Cuando la arquitectura se entiende como un proceso, estamos en
condiciones de afirmar que los distintos estadios productivos que la definen son también
arquitectura: el croquis, el encofrado o el transporte son
tan sólo piezas de un collage que desdibujan los límites materiales de la arquitectura.
Un joven Richard Buckminster Fuller imaginaba el planeta como único territorio posible, un lugar único sobre el que su obra, ligera como el aire, podía viajar alrededor del globo. Plasmó su idea en un conocido dibujo de los años treinta y años después, cuando el ejército norteamericano le encargó que diseñara construcciones temporales de campaña, Fuller consiguió ver su sueño hecho realidad gracias a la ligereza de sus unidades y a la maniobrabilidad del helicóptero.

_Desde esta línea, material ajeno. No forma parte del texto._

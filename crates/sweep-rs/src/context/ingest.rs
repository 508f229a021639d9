//! Ingestion: record new tool calls in the cache and run supersede
//! detection against what was already there.
//!
//! Supersede targets that were too young when their replacement arrived are
//! kept in [`SessionState::deferred`] and pruned by a later scan once they
//! age out.

use serde_json::Value;
use std::collections::BTreeSet;
use tracing::trace;

use super::cache::ToolEntry;
use super::policy::Policy;
use super::supersede::{DeferredSupersede, SupersedeContext};
use super::turns::Turns;
use crate::config::SweepConfig;
use crate::session::{SessionState, TodoItem};
use crate::tools::ToolCategory;
use crate::{Message, Part};

/// Counts from one ingestion scan.
#[derive(Debug, Clone, Copy, Default, PartialEq, Eq)]
pub struct IngestReport {
    pub ingested: usize,
    pub superseded: usize,
    pub evicted: usize,
}

/// Scan the window once and record every finished tool call not seen
/// before, in message order.
pub fn ingest(
    state: &mut SessionState,
    config: &SweepConfig,
    policy: &Policy,
    messages: &[Message],
    turns: &Turns,
) -> IngestReport {
    let mut report = IngestReport::default();
    let mut live = BTreeSet::new();

    for (msg_idx, msg) in messages.iter().enumerate().skip(turns.start) {
        for (part_idx, part) in msg.parts.iter().enumerate() {
            let Part::Tool(tool) = part else {
                continue;
            };
            if tool.call_id.is_empty() {
                trace!(message = %msg.id, part = part_idx, "Skipping tool part without call id");
                continue;
            }
            live.insert(tool.call_id.as_str());
            if !tool.status.is_terminal() || state.tool_cache.has_seen(&tool.call_id) {
                continue;
            }

            let entry = ToolEntry::from_part(tool, turns.turn(msg_idx, part_idx), config.chars_per_token);

            if entry.is_completed() && entry.category == ToolCategory::TodoWrite {
                match parse_todos(&tool.input) {
                    Some(todos) => state.replace_todos(todos, entry.turn),
                    None => trace!(call_id = %entry.call_id, "Todo write without a readable list"),
                }
            }

            if config.strategies.supersede.enabled {
                let supersession = SupersedeContext {
                    cache: &state.tool_cache,
                    policy,
                    pruned: &state.prune.tools,
                    rules: &config.strategies.supersede.config,
                }
                .detect(&entry);

                if let Some(s) = supersession {
                    for target in &s.targets {
                        let tokens = state.tool_cache.get(target).map_or(0, |e| e.output_tokens);
                        if state.prune_tool(target) {
                            state.stats.record_supersede(s.kind, tokens);
                            report.superseded += 1;
                            trace!(call_id = %target, by = %entry.call_id, kind = %s.kind, "Superseded");
                        }
                    }
                    for target in s.deferred {
                        if state.deferred.iter().all(|d| d.call_id != target) {
                            trace!(call_id = %target, by = %entry.call_id, kind = %s.kind, "Supersede deferred");
                            state.deferred.push(DeferredSupersede {
                                call_id: target,
                                kind: s.kind,
                            });
                        }
                    }
                }
            }

            let evicted = state.tool_cache.insert(entry);
            report.ingested += 1;
            report.evicted += evicted.len();
            for id in evicted {
                trace!(call_id = %id, "Evicted from tool cache");
            }
        }
    }

    let forgotten = state.tool_cache.forget_retired_except(&live);
    if forgotten > 0 {
        trace!(forgotten, "Forgot evicted calls no longer in the message list");
    }
    if config.strategies.supersede.enabled {
        report.superseded += release_deferred(state, policy);
    }
    report
}

/// Prune deferred targets that are no longer turn-protected. Targets since
/// pruned, evicted, or exempt are dropped.
fn release_deferred(state: &mut SessionState, policy: &Policy) -> usize {
    let mut released = 0;
    for d in std::mem::take(&mut state.deferred) {
        let Some(entry) = state.tool_cache.get(&d.call_id) else {
            continue;
        };
        if state.prune.tools.contains(&d.call_id) || policy.is_exempt(entry) {
            continue;
        }
        if policy.is_turn_protected(entry.turn) {
            state.deferred.push(d);
            continue;
        }
        let tokens = entry.output_tokens;
        if state.prune_tool(&d.call_id) {
            state.stats.record_supersede(d.kind, tokens);
            released += 1;
            trace!(call_id = %d.call_id, kind = %d.kind, "Superseded after aging out");
        }
    }
    released
}

fn parse_todos(input: &Value) -> Option<Vec<TodoItem>> {
    serde_json::from_value(input.get("todos")?.clone()).ok()
}
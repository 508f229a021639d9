//! Bounded record of recent tool calls and the cursor indices used for
//! supersede detection.
//!
//! Entries are keyed by call id and evicted strictly in insertion order once
//! the cache exceeds its capacity. Eviction removes the id from every index
//! that referenced it, so no cursor ever points at a call the cache no
//! longer knows about.

use serde::{Deserialize, Serialize};
use serde_json::Value;
use std::collections::{BTreeMap, BTreeSet, HashMap, VecDeque};

use crate::tools::params::{self, ReadRange};
use crate::tools::{ToolCategory, canonicalize, signature};
use crate::{ToolPart, ToolStatus};

/// What the cache remembers about one tool call.
#[derive(Serialize, Deserialize, Clone, Debug, PartialEq)]
pub struct ToolEntry {
    pub call_id: String,
    pub tool: String,
    /// Parameters with keys sorted recursively.
    pub params: Value,
    pub signature: String,
    pub category: ToolCategory,
    pub turn: u32,
    pub status: ToolStatus,
    #[serde(default, skip_serializing_if = "Option::is_none")]
    pub path: Option<String>,
    #[serde(default, skip_serializing_if = "Option::is_none")]
    pub url: Option<String>,
    /// State-query signature (tool plus normalized command).
    #[serde(default, skip_serializing_if = "Option::is_none")]
    pub query: Option<String>,
    #[serde(default, skip_serializing_if = "Option::is_none")]
    pub range: Option<ReadRange>,
    /// Estimated tokens of the output (or error) when ingested.
    #[serde(default)]
    pub output_tokens: usize,
}

impl ToolEntry {
    /// Build an entry from a tool part observed at `turn`.
    pub fn from_part(part: &ToolPart, turn: u32, chars_per_token: f64) -> Self {
        let category = ToolCategory::classify(&part.tool, &part.input);
        let path = if category.is_path_indexed() {
            params::extract_path(&part.input)
        } else {
            None
        };
        let output_len = part.output.as_ref().map_or(0, String::len)
            + part.error.as_ref().map_or(0, String::len);
        Self {
            call_id: part.call_id.clone(),
            tool: part.tool.to_ascii_lowercase(),
            params: canonicalize(&part.input),
            signature: signature(&part.tool, &part.input),
            category,
            turn,
            status: part.status,
            path,
            url: match category {
                ToolCategory::Fetch => params::extract_url(&part.input),
                _ => None,
            },
            query: match category {
                ToolCategory::StateQuery => {
                    Some(params::state_query_signature(&part.tool, &part.input))
                }
                _ => None,
            },
            range: match category {
                ToolCategory::Read => Some(ReadRange::from_input(&part.input)),
                _ => None,
            },
            output_tokens: super::budget::estimate_tokens_len(output_len, chars_per_token),
        }
    }

    pub fn is_completed(&self) -> bool {
        self.status == ToolStatus::Completed
    }

    pub fn is_failed(&self) -> bool {
        self.status == ToolStatus::Error
    }
}

/// Per-category pointers to the calls supersede rules compare against.
#[derive(Serialize, Deserialize, Clone, Debug, Default, PartialEq)]
#[serde(default)]
pub struct Cursors {
    pub todo_write: Option<String>,
    pub todo_read: Option<String>,
    pub context: Option<String>,
    /// Normalized path → calls touching it.
    pub files: BTreeMap<String, Vec<String>>,
    pub urls: BTreeMap<String, Vec<String>>,
    /// State-query signature → calls.
    pub queries: BTreeMap<String, Vec<String>>,
    pub snapshots: Vec<String>,
    pub latest_snapshot: Option<String>,
    /// Signature of a failed call → failed calls with that signature.
    pub retries: BTreeMap<String, Vec<String>>,
}

impl Cursors {
    /// Whether any index references `call_id`.
    pub fn references(&self, call_id: &str) -> bool {
        let id = Some(call_id);
        self.todo_write.as_deref() == id
            || self.todo_read.as_deref() == id
            || self.context.as_deref() == id
            || self.latest_snapshot.as_deref() == id
            || self.snapshots.iter().any(|s| s == call_id)
            || [&self.files, &self.urls, &self.queries, &self.retries]
                .iter()
                .any(|index| index.values().any(|ids| ids.iter().any(|s| s == call_id)))
    }

    /// Every id referenced by any index.
    pub fn referenced_ids(&self) -> Vec<&str> {
        let mut ids: Vec<&str> = [
            &self.todo_write,
            &self.todo_read,
            &self.context,
            &self.latest_snapshot,
        ]
        .into_iter()
        .filter_map(|c| c.as_deref())
        .collect();
        ids.extend(self.snapshots.iter().map(String::as_str));
        for index in [&self.files, &self.urls, &self.queries, &self.retries] {
            ids.extend(index.values().flatten().map(String::as_str));
        }
        ids
    }

    fn forget(&mut self, call_id: &str) {
        for index in [
            &mut self.files,
            &mut self.urls,
            &mut self.queries,
            &mut self.retries,
        ] {
            index.retain(|_, ids| {
                ids.retain(|id| id != call_id);
                !ids.is_empty()
            });
        }
        self.snapshots.retain(|id| id != call_id);
    }
}

/// FIFO-bounded tool call cache.
#[derive(Serialize, Deserialize, Clone, Debug)]
pub struct ToolCache {
    capacity: usize,
    order: VecDeque<String>,
    entries: HashMap<String, ToolEntry>,
    /// Evicted calls still present in the message list, so they aren't
    /// ingested again. Ids that leave the list are forgotten.
    #[serde(default)]
    retired: BTreeSet<String>,
    #[serde(default)]
    pub cursors: Cursors,
}

impl ToolCache {
    pub fn new(capacity: usize) -> Self {
        Self {
            capacity: capacity.max(1),
            order: VecDeque::new(),
            entries: HashMap::new(),
            retired: BTreeSet::new(),
            cursors: Cursors::default(),
        }
    }

    pub fn capacity(&self) -> usize {
        self.capacity
    }

    /// Change the capacity, evicting the oldest entries if it shrank.
    /// Returns the evicted call ids.
    pub fn set_capacity(&mut self, capacity: usize) -> Vec<String> {
        self.capacity = capacity.max(1);
        self.evict_overflow()
    }

    pub fn contains(&self, call_id: &str) -> bool {
        self.entries.contains_key(call_id)
    }

    /// Whether the call was ever recorded (including evicted calls).
    pub fn has_seen(&self, call_id: &str) -> bool {
        self.entries.contains_key(call_id) || self.retired.contains(call_id)
    }

    pub fn get(&self, call_id: &str) -> Option<&ToolEntry> {
        self.entries.get(call_id)
    }

    pub fn len(&self) -> usize {
        self.entries.len()
    }

    pub fn retired_len(&self) -> usize {
        self.retired.len()
    }

    /// Forget evicted ids that `live` no longer contains. Returns how many
    /// were dropped.
    pub fn forget_retired_except(&mut self, live: &BTreeSet<&str>) -> usize {
        let before = self.retired.len();
        self.retired.retain(|id| live.contains(id.as_str()));
        before - self.retired.len()
    }

    pub fn is_empty(&self) -> bool {
        self.entries.is_empty()
    }

    /// Entries in insertion order, oldest first.
    pub fn iter(&self) -> impl Iterator<Item = &ToolEntry> {
        self.order.iter().filter_map(|id| self.entries.get(id))
    }

    /// Look up several ids, skipping unknown ones.
    pub fn entries_for<'a>(
        &'a self,
        ids: impl IntoIterator<Item = &'a String>,
    ) -> impl Iterator<Item = &'a ToolEntry> {
        ids.into_iter().filter_map(|id| self.entries.get(id))
    }

    /// Record a call and update its indices. Returns the call ids evicted to
    /// stay within capacity. Re-inserting a seen id is a no-op.
    pub fn insert(&mut self, entry: ToolEntry) -> Vec<String> {
        if self.has_seen(&entry.call_id) {
            return Vec::new();
        }
        self.index(&entry);
        self.order.push_back(entry.call_id.clone());
        self.entries.insert(entry.call_id.clone(), entry);
        self.evict_overflow()
    }

    fn index(&mut self, entry: &ToolEntry) {
        let id = entry.call_id.clone();
        let cursors = &mut self.cursors;

        if entry.is_failed() {
            cursors
                .retries
                .entry(entry.signature.clone())
                .or_default()
                .push(id);
            return;
        }

        if let Some(path) = &entry.path {
            cursors.files.entry(path.clone()).or_default().push(id.clone());
        }
        if let Some(url) = &entry.url {
            cursors.urls.entry(url.clone()).or_default().push(id.clone());
        }
        if let Some(query) = &entry.query {
            cursors.queries.entry(query.clone()).or_default().push(id.clone());
        }
        match entry.category {
            ToolCategory::TodoWrite => cursors.todo_write = Some(id),
            ToolCategory::TodoRead => cursors.todo_read = Some(id),
            ToolCategory::Context => cursors.context = Some(id),
            ToolCategory::Snapshot => {
                cursors.snapshots.push(id.clone());
                cursors.latest_snapshot = Some(id);
            }
            _ => {}
        }
    }

    fn evict_overflow(&mut self) -> Vec<String> {
        let mut evicted = Vec::new();
        while self.entries.len() > self.capacity {
            let Some(oldest) = self.order.pop_front() else {
                break;
            };
            if self.entries.remove(&oldest).is_some() {
                self.cursors.forget(&oldest);
                self.retired.insert(oldest.clone());
                evicted.push(oldest);
            }
        }
        if !evicted.is_empty() {
            self.repair_scalar_cursors(&evicted);
        }
        evicted
    }

    /// Point scalar cursors that referenced an evicted id at the newest
    /// remaining call of their category, or clear them.
    fn repair_scalar_cursors(&mut self, evicted: &[String]) {
        let stale = |c: &Option<String>| c.as_ref().is_some_and(|id| evicted.contains(id));

        if stale(&self.cursors.todo_write) {
            self.cursors.todo_write = self.newest(ToolCategory::TodoWrite);
        }
        if stale(&self.cursors.todo_read) {
            self.cursors.todo_read = self.newest(ToolCategory::TodoRead);
        }
        if stale(&self.cursors.context) {
            self.cursors.context = self.newest(ToolCategory::Context);
        }
        if stale(&self.cursors.latest_snapshot) {
            self.cursors.latest_snapshot = self.newest(ToolCategory::Snapshot);
        }
    }

    fn newest(&self, category: ToolCategory) -> Option<String> {
        self.order
            .iter()
            .rev()
            .filter_map(|id| self.entries.get(id))
            .find(|e| e.category == category && !e.is_failed())
            .map(|e| e.call_id.clone())
    }

    pub fn clear(&mut self) {
        self.order.clear();
        self.entries.clear();
        self.retired.clear();
        self.cursors = Cursors::default();
    }
}

impl Default for ToolCache {
    fn default() -> Self {
        Self::new(crate::config::DEFAULT_CACHE_CAPACITY)
    }
}
//! Host-facing driver: config, an optional store, and one call per request.

use std::sync::Arc;
use tracing::{debug, warn};

use super::{SessionState, SessionStore};
use crate::Message;
use crate::config::SweepConfig;
use crate::context::{SyncReport, synchronize};

/// Runs synchronization passes and saves state in the background.
///
/// Callers serialize passes per session; the sweeper holds no per-session
/// locks.
#[derive(Clone)]
pub struct Sweeper {
    config: SweepConfig,
    store: Option<Arc<dyn SessionStore>>,
}

impl Sweeper {
    pub fn new(config: SweepConfig) -> Self {
        Self {
            config,
            store: None,
        }
    }

    pub fn with_store(mut self, store: Arc<dyn SessionStore>) -> Self {
        self.store = Some(store);
        self
    }

    pub fn config(&self) -> &SweepConfig {
        &self.config
    }

    /// Saved state for `session_id`, or a fresh one when there is no store,
    /// nothing saved, or the saved state can't be read.
    pub fn load_state(&self, session_id: &str) -> SessionState {
        let fresh = || SessionState::new(self.config.cache_capacity);
        let Some(store) = &self.store else {
            return fresh();
        };
        match store.load(session_id) {
            Ok(Some(state)) => {
                debug!(session = %session_id, "Loaded session state");
                state
            }
            Ok(None) => fresh(),
            Err(e) => {
                warn!(session = %session_id, "Starting with fresh state: {e}");
                fresh()
            }
        }
    }

    /// Run one pass, then hand a snapshot to the store without waiting.
    ///
    /// Persistence needs a tokio runtime; without one the snapshot is
    /// skipped with a warning.
    pub fn sync(
        &self,
        session_id: &str,
        state: &mut SessionState,
        messages: &mut [Message],
    ) -> SyncReport {
        let report = synchronize(state, &self.config, messages);
        if report.changed() {
            self.spawn_persist(session_id, state);
        }
        report
    }

    fn spawn_persist(&self, session_id: &str, state: &SessionState) {
        let Some(store) = &self.store else {
            return;
        };
        let Ok(handle) = tokio::runtime::Handle::try_current() else {
            warn!(session = %session_id, "No async runtime; session state not persisted");
            return;
        };
        let future = store.persist(session_id, state.clone());
        let session_id = session_id.to_string();
        handle.spawn(async move {
            if let Err(e) = future.await {
                warn!(session = %session_id, "Failed to persist session state: {e}");
            }
        });
    }
}
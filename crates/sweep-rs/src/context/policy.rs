//! Protection rules compiled from [`SweepConfig`] for one pass.

use globset::{Glob, GlobSet, GlobSetBuilder};
use std::collections::HashSet;
use tracing::warn;

use super::cache::ToolEntry;
use crate::config::{SweepConfig, TurnProtection};

/// What may be pruned during a pass at `current_turn`.
#[derive(Debug, Clone)]
pub struct Policy {
    protected_tools: HashSet<String>,
    protected_paths: GlobSet,
    turn_protection: TurnProtection,
    current_turn: u32,
}

impl Policy {
    pub fn new(config: &SweepConfig, current_turn: u32) -> Self {
        Self {
            protected_tools: config
                .protected_tools
                .iter()
                .map(|t| t.to_ascii_lowercase())
                .collect(),
            protected_paths: compile_globs(&config.protected_file_patterns),
            turn_protection: config.turn_protection.clone(),
            current_turn,
        }
    }

    pub fn current_turn(&self) -> u32 {
        self.current_turn
    }

    pub fn is_protected_tool(&self, tool: &str) -> bool {
        self.protected_tools.contains(&tool.to_ascii_lowercase())
    }

    pub fn is_protected_path(&self, path: Option<&str>) -> bool {
        path.is_some_and(|p| self.protected_paths.is_match(p))
    }

    /// Whether content from `turn` is still too young to touch.
    pub fn is_turn_protected(&self, turn: u32) -> bool {
        self.turn_protection.protects(turn, self.current_turn)
    }

    /// Whether `entry` may never be pruned, however old it gets.
    pub fn is_exempt(&self, entry: &ToolEntry) -> bool {
        self.is_protected_tool(&entry.tool) || self.is_protected_path(entry.path.as_deref())
    }

    /// Whether `entry` may be marked pruned.
    pub fn can_prune(&self, entry: &ToolEntry) -> bool {
        !self.is_exempt(entry) && !self.is_turn_protected(entry.turn)
    }

    /// Whether `entry` may make older calls obsolete. Young calls can;
    /// protected tools can't.
    pub fn can_supersede(&self, entry: &ToolEntry) -> bool {
        !self.is_protected_tool(&entry.tool)
    }
}

/// Compile glob patterns, skipping (and logging) invalid ones.
fn compile_globs(patterns: &[String]) -> GlobSet {
    let mut builder = GlobSetBuilder::new();
    for pattern in patterns {
        match Glob::new(pattern) {
            Ok(glob) => {
                builder.add(glob);
            }
            Err(e) => warn!(pattern = %pattern, error = %e, "Ignoring invalid protected file pattern"),
        }
    }
    builder.build().unwrap_or_else(|e| {
        warn!(error = %e, "Failed to build protected file patterns");
        GlobSet::empty()
    })
}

Contaba Alejandro de la
Sota cómo las cerchas del Gimnasio Maravillas atravesaron el
Madrid de los ’60 en camión, una imagen que por ahora no hemos podido conseguir y por lo tanto, tan solo existe en blanco y negro en nuestra imaginación. Al llegar
a su destino, los frailes extrañados le preguntaron: “pero, Don Alejandro,
¿esto es para aquí?”.
El estudio madrileño de Tuñón y Mansilla convirtió el traslado de las enormes letras prefabricadas de hormigón del Museo de Bellas Artes de Castellón en una performance que conectaba los polos geográficos de su trabajo, el viaje como parte fundamental del proyecto. El museo, desde entonces, aparece en la memoria colectiva como una imagen de carretera que trasciende la del propio edificio. Pero es que ¿cuál es el límite de un museo? O mejor ¿cuál es el límite de la arquitectura?